ASSIGNMENT
In which lines of the data does the string "snapshot" appear? Copy every one.

(SOURCE MATERIAL begins)

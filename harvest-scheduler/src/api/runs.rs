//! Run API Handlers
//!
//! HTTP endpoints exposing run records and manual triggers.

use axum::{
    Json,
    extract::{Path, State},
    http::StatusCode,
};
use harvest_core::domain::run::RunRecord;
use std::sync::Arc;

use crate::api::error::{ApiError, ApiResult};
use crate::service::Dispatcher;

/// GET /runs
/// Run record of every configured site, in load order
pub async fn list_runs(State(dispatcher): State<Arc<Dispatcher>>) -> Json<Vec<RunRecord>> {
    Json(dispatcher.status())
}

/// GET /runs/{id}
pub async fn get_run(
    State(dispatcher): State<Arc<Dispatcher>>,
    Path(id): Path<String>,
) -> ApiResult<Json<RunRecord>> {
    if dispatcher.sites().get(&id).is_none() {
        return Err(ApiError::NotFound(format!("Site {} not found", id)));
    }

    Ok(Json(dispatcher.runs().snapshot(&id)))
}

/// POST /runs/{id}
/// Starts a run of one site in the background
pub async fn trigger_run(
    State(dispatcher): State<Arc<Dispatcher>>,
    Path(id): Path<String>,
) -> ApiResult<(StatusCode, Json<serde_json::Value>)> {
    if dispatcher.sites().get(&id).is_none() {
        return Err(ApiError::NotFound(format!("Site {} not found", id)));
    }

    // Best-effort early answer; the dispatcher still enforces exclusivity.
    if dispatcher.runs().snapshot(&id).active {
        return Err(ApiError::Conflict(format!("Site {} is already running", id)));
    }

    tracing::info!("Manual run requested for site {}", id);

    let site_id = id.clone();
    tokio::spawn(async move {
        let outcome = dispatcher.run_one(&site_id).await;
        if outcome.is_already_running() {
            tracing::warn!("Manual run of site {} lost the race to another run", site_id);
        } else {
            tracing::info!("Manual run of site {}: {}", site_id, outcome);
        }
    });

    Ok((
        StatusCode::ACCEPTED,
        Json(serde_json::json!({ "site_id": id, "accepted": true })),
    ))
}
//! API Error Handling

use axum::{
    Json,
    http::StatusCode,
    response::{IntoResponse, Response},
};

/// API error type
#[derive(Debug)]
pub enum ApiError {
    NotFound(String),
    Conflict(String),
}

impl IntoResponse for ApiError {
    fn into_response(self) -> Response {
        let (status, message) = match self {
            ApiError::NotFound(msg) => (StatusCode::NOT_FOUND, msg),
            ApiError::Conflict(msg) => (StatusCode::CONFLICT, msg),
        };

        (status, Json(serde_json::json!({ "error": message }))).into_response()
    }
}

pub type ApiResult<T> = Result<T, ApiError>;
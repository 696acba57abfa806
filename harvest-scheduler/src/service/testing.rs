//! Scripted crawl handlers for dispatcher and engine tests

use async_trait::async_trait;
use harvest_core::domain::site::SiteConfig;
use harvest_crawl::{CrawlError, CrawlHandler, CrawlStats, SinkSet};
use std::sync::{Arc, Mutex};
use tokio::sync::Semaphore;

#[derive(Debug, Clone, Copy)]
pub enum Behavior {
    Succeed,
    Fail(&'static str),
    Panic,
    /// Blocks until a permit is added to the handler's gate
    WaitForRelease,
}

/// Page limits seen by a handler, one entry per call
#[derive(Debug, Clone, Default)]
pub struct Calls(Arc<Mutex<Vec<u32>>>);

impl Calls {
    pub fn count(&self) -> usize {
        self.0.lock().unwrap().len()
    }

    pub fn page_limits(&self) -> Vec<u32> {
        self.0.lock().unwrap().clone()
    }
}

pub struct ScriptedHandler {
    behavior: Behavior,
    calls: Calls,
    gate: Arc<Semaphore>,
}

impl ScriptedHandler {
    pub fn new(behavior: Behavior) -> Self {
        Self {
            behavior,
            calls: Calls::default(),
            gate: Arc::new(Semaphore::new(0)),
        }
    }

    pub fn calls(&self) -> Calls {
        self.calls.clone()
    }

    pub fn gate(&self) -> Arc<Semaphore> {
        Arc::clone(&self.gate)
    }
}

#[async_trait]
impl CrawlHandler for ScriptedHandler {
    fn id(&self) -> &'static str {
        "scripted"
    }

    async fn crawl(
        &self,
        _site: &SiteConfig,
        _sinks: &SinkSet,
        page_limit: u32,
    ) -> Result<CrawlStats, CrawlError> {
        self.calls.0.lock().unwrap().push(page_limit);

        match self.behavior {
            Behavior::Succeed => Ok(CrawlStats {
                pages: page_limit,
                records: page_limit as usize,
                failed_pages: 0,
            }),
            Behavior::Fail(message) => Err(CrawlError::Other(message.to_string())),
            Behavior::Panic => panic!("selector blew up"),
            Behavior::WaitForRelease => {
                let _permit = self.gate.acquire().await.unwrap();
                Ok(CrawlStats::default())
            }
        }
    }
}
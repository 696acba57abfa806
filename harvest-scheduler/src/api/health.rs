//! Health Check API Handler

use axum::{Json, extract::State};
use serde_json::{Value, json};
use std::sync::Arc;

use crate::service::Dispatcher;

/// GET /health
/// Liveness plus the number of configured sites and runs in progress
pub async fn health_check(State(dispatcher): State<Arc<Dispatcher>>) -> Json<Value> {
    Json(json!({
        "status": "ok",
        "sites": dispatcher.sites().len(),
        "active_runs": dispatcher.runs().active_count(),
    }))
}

(SOURCE MATERIAL ends)

TASK RESULT
    Ok(Json(dispatcher.runs().snapshot(&id)))
    if dispatcher.runs().snapshot(&id).active {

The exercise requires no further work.